#### About this task:
Pull out each line of the data that includes the word "MessageBody".

#### The records:
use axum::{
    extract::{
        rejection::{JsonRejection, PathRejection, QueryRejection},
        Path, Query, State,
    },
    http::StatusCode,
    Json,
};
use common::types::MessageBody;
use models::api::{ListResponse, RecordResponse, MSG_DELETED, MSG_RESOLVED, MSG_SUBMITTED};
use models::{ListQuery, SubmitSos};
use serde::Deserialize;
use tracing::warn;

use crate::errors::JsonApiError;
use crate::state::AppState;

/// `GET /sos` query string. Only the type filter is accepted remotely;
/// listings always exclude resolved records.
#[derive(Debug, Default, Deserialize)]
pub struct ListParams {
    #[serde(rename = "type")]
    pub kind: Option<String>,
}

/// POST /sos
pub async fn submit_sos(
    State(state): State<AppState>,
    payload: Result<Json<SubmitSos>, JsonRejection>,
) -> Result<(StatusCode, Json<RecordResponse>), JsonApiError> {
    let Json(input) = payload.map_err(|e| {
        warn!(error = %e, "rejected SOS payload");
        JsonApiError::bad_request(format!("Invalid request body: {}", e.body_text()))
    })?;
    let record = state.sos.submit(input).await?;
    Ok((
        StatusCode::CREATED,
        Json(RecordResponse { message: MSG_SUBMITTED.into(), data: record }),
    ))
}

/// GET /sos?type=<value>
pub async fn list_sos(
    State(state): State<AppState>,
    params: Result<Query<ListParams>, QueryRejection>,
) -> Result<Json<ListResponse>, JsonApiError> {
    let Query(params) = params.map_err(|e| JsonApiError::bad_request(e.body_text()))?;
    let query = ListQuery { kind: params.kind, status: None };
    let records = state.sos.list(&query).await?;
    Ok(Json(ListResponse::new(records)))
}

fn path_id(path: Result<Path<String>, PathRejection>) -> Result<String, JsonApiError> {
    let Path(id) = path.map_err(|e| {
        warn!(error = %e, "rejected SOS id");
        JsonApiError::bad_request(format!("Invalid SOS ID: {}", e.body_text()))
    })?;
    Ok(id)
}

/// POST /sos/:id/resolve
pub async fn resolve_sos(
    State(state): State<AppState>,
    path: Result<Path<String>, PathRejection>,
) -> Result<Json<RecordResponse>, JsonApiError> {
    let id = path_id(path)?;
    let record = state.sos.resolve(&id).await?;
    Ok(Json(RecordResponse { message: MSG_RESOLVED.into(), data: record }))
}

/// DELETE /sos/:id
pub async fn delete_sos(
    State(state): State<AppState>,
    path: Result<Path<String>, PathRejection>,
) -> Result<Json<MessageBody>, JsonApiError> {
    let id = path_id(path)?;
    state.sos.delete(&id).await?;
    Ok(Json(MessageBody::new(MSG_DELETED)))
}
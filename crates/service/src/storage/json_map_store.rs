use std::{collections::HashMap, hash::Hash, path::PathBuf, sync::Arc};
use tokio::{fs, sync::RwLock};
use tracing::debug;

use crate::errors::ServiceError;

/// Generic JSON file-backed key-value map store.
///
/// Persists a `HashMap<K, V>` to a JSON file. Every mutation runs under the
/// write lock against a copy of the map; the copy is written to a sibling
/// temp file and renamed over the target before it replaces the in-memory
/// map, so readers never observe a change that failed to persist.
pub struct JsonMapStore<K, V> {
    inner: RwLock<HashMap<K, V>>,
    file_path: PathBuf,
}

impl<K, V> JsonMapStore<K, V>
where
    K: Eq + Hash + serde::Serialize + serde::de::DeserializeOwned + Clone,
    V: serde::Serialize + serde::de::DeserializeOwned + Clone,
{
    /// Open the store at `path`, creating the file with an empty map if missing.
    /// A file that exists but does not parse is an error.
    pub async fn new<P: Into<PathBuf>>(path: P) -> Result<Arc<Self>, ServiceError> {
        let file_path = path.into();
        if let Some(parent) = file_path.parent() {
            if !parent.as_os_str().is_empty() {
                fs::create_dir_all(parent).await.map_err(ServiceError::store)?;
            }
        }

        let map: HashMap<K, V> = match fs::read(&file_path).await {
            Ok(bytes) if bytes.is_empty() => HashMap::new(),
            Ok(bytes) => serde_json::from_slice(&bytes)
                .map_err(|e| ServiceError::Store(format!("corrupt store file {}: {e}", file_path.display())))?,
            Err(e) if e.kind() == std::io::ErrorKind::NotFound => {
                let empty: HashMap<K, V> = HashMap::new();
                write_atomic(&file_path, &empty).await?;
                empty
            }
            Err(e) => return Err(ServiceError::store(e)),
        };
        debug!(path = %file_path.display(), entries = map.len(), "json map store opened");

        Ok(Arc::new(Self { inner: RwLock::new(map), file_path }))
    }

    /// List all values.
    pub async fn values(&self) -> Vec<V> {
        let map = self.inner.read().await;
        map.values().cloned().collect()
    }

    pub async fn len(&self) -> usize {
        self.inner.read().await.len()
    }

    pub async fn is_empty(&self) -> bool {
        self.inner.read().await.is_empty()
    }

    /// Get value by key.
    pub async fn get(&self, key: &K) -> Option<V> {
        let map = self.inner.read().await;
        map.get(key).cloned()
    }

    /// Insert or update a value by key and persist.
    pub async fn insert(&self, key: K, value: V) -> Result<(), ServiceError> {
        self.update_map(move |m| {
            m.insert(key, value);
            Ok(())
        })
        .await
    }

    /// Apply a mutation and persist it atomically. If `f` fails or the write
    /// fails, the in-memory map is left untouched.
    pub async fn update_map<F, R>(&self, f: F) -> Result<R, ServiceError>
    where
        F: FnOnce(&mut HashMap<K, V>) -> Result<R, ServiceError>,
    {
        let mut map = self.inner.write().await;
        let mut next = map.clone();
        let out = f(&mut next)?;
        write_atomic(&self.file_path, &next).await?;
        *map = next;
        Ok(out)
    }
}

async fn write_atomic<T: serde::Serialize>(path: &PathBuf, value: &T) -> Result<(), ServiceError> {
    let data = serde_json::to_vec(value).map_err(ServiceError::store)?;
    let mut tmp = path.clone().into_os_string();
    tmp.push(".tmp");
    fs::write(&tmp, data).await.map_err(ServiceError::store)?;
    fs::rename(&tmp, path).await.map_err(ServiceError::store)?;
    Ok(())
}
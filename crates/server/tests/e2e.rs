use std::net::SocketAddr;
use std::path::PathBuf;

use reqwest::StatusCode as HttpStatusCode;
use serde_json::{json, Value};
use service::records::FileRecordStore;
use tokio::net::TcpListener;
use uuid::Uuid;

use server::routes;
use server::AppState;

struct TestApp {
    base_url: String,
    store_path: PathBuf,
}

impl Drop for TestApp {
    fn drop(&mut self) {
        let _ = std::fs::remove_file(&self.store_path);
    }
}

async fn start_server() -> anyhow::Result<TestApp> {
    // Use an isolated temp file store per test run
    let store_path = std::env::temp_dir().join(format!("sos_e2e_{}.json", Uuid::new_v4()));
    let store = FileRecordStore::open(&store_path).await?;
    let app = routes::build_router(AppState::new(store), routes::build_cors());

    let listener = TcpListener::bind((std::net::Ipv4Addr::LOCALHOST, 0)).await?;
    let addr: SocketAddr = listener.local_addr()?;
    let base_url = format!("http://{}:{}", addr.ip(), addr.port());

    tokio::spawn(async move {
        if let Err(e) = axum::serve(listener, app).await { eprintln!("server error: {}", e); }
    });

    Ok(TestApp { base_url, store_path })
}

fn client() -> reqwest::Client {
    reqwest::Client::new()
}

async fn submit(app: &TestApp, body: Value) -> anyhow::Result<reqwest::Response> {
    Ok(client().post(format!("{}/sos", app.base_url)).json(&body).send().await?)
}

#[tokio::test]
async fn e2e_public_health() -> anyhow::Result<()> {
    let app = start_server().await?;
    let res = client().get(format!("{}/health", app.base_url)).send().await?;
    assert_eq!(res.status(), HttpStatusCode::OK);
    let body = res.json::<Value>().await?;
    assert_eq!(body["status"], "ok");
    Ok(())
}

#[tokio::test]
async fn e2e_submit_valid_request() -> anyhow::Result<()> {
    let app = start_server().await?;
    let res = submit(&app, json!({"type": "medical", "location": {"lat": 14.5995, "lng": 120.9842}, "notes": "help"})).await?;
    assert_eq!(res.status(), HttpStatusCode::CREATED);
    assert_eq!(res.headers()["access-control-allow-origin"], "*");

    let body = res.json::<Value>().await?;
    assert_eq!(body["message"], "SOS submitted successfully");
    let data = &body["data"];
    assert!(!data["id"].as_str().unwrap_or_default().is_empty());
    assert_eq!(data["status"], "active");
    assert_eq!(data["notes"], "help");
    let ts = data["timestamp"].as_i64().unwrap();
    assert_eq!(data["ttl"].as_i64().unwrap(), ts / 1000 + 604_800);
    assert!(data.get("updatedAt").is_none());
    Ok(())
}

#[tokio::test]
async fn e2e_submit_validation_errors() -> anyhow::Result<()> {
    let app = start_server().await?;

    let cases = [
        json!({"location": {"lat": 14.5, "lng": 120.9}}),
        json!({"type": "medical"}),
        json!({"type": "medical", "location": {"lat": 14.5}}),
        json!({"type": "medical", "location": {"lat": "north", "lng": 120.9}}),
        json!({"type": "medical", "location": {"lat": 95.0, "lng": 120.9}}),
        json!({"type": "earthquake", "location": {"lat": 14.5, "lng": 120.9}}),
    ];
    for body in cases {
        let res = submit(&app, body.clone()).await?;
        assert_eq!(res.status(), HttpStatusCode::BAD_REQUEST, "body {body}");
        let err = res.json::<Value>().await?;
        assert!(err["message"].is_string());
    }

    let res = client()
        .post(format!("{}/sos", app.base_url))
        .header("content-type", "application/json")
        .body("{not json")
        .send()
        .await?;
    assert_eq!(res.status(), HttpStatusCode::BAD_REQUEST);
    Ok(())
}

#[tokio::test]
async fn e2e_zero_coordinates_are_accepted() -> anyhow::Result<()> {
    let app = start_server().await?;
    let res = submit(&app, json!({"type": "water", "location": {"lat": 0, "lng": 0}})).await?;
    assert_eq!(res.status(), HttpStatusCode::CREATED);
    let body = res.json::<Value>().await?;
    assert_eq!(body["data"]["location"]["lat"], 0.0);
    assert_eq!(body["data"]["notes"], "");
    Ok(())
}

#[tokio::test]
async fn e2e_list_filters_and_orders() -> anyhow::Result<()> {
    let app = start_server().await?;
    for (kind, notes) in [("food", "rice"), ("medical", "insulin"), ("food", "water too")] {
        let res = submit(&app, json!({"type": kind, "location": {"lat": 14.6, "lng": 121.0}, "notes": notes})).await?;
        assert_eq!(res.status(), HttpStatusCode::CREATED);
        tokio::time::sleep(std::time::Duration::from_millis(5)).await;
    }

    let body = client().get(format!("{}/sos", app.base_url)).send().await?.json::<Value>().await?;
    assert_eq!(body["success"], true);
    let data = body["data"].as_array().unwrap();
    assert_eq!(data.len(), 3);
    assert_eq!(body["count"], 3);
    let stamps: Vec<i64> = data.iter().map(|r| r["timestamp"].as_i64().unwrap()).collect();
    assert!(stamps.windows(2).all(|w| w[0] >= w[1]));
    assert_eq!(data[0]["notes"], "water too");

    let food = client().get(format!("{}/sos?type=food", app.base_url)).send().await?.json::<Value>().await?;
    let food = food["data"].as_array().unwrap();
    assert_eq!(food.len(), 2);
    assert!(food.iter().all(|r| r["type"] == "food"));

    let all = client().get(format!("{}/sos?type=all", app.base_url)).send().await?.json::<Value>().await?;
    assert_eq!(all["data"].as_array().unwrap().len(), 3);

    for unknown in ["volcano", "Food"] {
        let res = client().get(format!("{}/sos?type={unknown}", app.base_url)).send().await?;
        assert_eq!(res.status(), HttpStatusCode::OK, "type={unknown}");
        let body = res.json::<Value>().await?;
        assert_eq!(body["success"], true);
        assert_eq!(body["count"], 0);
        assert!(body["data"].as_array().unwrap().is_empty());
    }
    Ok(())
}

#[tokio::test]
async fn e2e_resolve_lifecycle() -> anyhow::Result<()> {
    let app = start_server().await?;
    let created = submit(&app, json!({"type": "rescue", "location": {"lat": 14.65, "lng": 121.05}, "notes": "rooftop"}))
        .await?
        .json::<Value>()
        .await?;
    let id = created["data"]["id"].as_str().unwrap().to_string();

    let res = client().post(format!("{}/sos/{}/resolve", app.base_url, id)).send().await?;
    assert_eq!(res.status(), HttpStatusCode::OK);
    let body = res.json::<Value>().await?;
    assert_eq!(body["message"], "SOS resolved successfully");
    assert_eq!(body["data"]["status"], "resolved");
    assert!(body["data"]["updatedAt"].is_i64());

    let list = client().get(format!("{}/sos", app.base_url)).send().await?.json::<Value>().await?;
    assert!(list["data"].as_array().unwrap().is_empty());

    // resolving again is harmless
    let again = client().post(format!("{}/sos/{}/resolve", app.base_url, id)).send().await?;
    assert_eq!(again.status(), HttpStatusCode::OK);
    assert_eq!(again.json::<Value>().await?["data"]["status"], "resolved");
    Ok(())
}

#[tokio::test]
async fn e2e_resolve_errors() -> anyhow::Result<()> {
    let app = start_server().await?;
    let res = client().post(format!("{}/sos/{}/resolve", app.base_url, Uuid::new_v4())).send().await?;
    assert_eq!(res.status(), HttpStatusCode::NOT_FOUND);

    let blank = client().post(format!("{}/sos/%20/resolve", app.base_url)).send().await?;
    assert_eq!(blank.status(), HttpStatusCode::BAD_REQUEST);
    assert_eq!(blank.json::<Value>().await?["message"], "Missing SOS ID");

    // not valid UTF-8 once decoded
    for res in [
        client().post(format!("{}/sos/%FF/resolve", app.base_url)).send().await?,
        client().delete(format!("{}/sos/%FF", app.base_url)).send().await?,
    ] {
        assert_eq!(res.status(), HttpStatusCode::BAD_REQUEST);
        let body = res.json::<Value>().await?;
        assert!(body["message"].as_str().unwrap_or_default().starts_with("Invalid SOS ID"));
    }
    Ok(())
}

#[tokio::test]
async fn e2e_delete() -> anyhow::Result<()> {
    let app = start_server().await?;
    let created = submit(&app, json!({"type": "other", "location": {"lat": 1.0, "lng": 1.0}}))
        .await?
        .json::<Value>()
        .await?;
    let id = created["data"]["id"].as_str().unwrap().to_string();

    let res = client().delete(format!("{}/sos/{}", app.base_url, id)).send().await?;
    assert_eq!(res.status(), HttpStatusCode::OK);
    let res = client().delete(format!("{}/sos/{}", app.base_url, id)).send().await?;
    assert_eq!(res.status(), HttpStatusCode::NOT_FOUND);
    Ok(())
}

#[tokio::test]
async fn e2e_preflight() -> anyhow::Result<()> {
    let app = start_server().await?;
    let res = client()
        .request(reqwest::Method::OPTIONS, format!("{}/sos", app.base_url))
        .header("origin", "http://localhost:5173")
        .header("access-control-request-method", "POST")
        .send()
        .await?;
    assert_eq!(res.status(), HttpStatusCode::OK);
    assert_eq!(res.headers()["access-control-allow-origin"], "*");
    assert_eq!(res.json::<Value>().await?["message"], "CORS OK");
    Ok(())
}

#### Exercise answer:
use common::types::MessageBody;
) -> Result<Json<MessageBody>, JsonApiError> {
    Ok(Json(MessageBody::new(MSG_DELETED)))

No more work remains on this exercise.